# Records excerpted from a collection
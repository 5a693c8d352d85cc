//! SQLite storage for stations and records.

use std::{fs, path::Path, str::FromStr, time::Duration};

use log::info;
use sqlx::{
    Error as SqlxError, FromRow,
    sqlite::{SqliteConnectOptions, SqlitePool, SqlitePoolOptions},
};

use super::record::{NewRecord, Record};

/// Path that keeps the database in memory.
pub const MEMORY_PATH: &'static str = ":memory:";

const MAX_CONNECTIONS: u32 = 4;

/// Database handle. Cloning shares the same connection pool.
#[derive(Clone)]
pub struct Db {
    pool: SqlitePool,
}

/// A registered station. `api_token` authenticates its uploads.
#[derive(Clone, Debug, FromRow, PartialEq)]
pub struct Station {
    pub id: i64,
    pub name: Option<String>,
    pub description: Option<String>,
    pub api_token: String,
}

const CREATE_STATION: &'static str = "CREATE TABLE IF NOT EXISTS station(
    id INTEGER PRIMARY KEY AUTOINCREMENT,
    name TEXT,
    description TEXT,
    api_token TEXT NOT NULL UNIQUE
)";

const CREATE_RECORD: &'static str = "CREATE TABLE IF NOT EXISTS record(
    id INTEGER PRIMARY KEY AUTOINCREMENT,
    broadcasted_station_id INTEGER NOT NULL,
    battery BOOLEAN NOT NULL,
    timestamp INTEGER NOT NULL,
    temperature REAL NOT NULL,
    humidity INTEGER NOT NULL,
    wind_speed REAL NOT NULL,
    wind_dir INTEGER NOT NULL,
    wind_gust REAL NOT NULL,
    rain REAL NOT NULL,
    station_id INTEGER NOT NULL,
    FOREIGN KEY(station_id) REFERENCES station(id)
)";

const CREATE_RECORD_INDEX: &'static str =
    "CREATE INDEX IF NOT EXISTS record_station_timestamp ON record(station_id, timestamp)";

impl Db {
    /// Open (and create if missing) the database file at `path` and make sure the tables exist.
    pub async fn connect(path: &str) -> Result<Self, SqlxError> {
        const FN_NAME: &'static str = "Db::connect";

        let (opts, max_conns) = match path {
            MEMORY_PATH => (SqliteConnectOptions::from_str("sqlite::memory:")?, 1),
            _ => {
                if let Some(dir) = Path::new(path).parent() {
                    if !dir.as_os_str().is_empty() {
                        fs::create_dir_all(dir)?;
                    }
                }
                (
                    SqliteConnectOptions::new()
                        .filename(path)
                        .create_if_missing(true),
                    MAX_CONNECTIONS,
                )
            }
        };
        // An in-memory database lives as long as its only connection.
        let pool = SqlitePoolOptions::new()
            .max_connections(max_conns)
            .idle_timeout(None::<Duration>)
            .max_lifetime(None::<Duration>)
            .connect_with(opts.foreign_keys(true))
            .await?;

        let db = Db { pool };
        db.init_schema().await?;
        info!("[{}] database {} ready", FN_NAME, path);
        Ok(db)
    }

    async fn init_schema(&self) -> Result<(), SqlxError> {
        for stmt in [CREATE_STATION, CREATE_RECORD, CREATE_RECORD_INDEX] {
            sqlx::query(stmt).execute(&self.pool).await?;
        }
        Ok(())
    }

    /// Register a station and return its ID.
    pub async fn add_station(
        &self,
        name: &str,
        description: &str,
        api_token: &str,
    ) -> Result<i64, SqlxError> {
        let result =
            sqlx::query("INSERT INTO station(name, description, api_token) VALUES(?, ?, ?)")
                .bind(name)
                .bind(description)
                .bind(api_token)
                .execute(&self.pool)
                .await?;
        Ok(result.last_insert_rowid())
    }

    pub async fn get_station_by_token(&self, api_token: &str) -> Result<Option<Station>, SqlxError> {
        sqlx::query_as::<_, Station>(
            "SELECT id, name, description, api_token FROM station WHERE api_token = ?",
        )
        .bind(api_token)
        .fetch_optional(&self.pool)
        .await
    }

    /// Store a record for the station and return the record ID.
    pub async fn add_record(&self, record: &NewRecord, station_id: i64) -> Result<i64, SqlxError> {
        let result = sqlx::query(
            "INSERT INTO record(broadcasted_station_id, battery, timestamp, temperature, humidity, \
             wind_speed, wind_dir, wind_gust, rain, station_id) \
             VALUES(?, ?, ?, ?, ?, ?, ?, ?, ?, ?)",
        )
        .bind(record.broadcasted_station_id)
        .bind(record.battery)
        .bind(record.timestamp)
        .bind(record.temperature)
        .bind(record.humidity)
        .bind(record.wind_speed)
        .bind(record.wind_dir)
        .bind(record.wind_gust)
        .bind(record.rain)
        .bind(station_id)
        .execute(&self.pool)
        .await?;
        Ok(result.last_insert_rowid())
    }

    /// The record with the latest `timestamp` for the station. Ties go to the last inserted one.
    pub async fn get_last_record(&self, station_id: i64) -> Result<Option<Record>, SqlxError> {
        sqlx::query_as::<_, Record>(
            "SELECT id, broadcasted_station_id, battery, timestamp, temperature, humidity, \
             wind_speed, wind_dir, wind_gust, rain, station_id \
             FROM record WHERE station_id = ? ORDER BY timestamp DESC, id DESC LIMIT 1",
        )
        .bind(station_id)
        .fetch_optional(&self.pool)
        .await
    }
}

# About this task
What is needed is an exact copy of the entries above, from the first line through the line holding "let (opts, max_conns)", with both of those lines kept; please give nothing else.

# Response for this exercise
repository 5a693c8d352d85cc
//! SQLite storage for stations and records.

use std::{fs, path::Path, str::FromStr, time::Duration};

use log::info;
use sqlx::{
    Error as SqlxError, FromRow,
    sqlite::{SqliteConnectOptions, SqlitePool, SqlitePoolOptions},
};

use super::record::{NewRecord, Record};

/// Path that keeps the database in memory.
pub const MEMORY_PATH: &'static str = ":memory:";

const MAX_CONNECTIONS: u32 = 4;

/// Database handle. Cloning shares the same connection pool.
#[derive(Clone)]
pub struct Db {
    pool: SqlitePool,
}

/// A registered station. `api_token` authenticates its uploads.
#[derive(Clone, Debug, FromRow, PartialEq)]
pub struct Station {
    pub id: i64,
    pub name: Option<String>,
    pub description: Option<String>,
    pub api_token: String,
}

const CREATE_STATION: &'static str = "CREATE TABLE IF NOT EXISTS station(
    id INTEGER PRIMARY KEY AUTOINCREMENT,
    name TEXT,
    description TEXT,
    api_token TEXT NOT NULL UNIQUE
)";

const CREATE_RECORD: &'static str = "CREATE TABLE IF NOT EXISTS record(
    id INTEGER PRIMARY KEY AUTOINCREMENT,
    broadcasted_station_id INTEGER NOT NULL,
    battery BOOLEAN NOT NULL,
    timestamp INTEGER NOT NULL,
    temperature REAL NOT NULL,
    humidity INTEGER NOT NULL,
    wind_speed REAL NOT NULL,
    wind_dir INTEGER NOT NULL,
    wind_gust REAL NOT NULL,
    rain REAL NOT NULL,
    station_id INTEGER NOT NULL,
    FOREIGN KEY(station_id) REFERENCES station(id)
)";

const CREATE_RECORD_INDEX: &'static str =
    "CREATE INDEX IF NOT EXISTS record_station_timestamp ON record(station_id, timestamp)";

impl Db {
    /// Open (and create if missing) the database file at `path` and make sure the tables exist.
    pub async fn connect(path: &str) -> Result<Self, SqlxError> {
        const FN_NAME: &'static str = "Db::connect";

        let (opts, max_conns) = match path {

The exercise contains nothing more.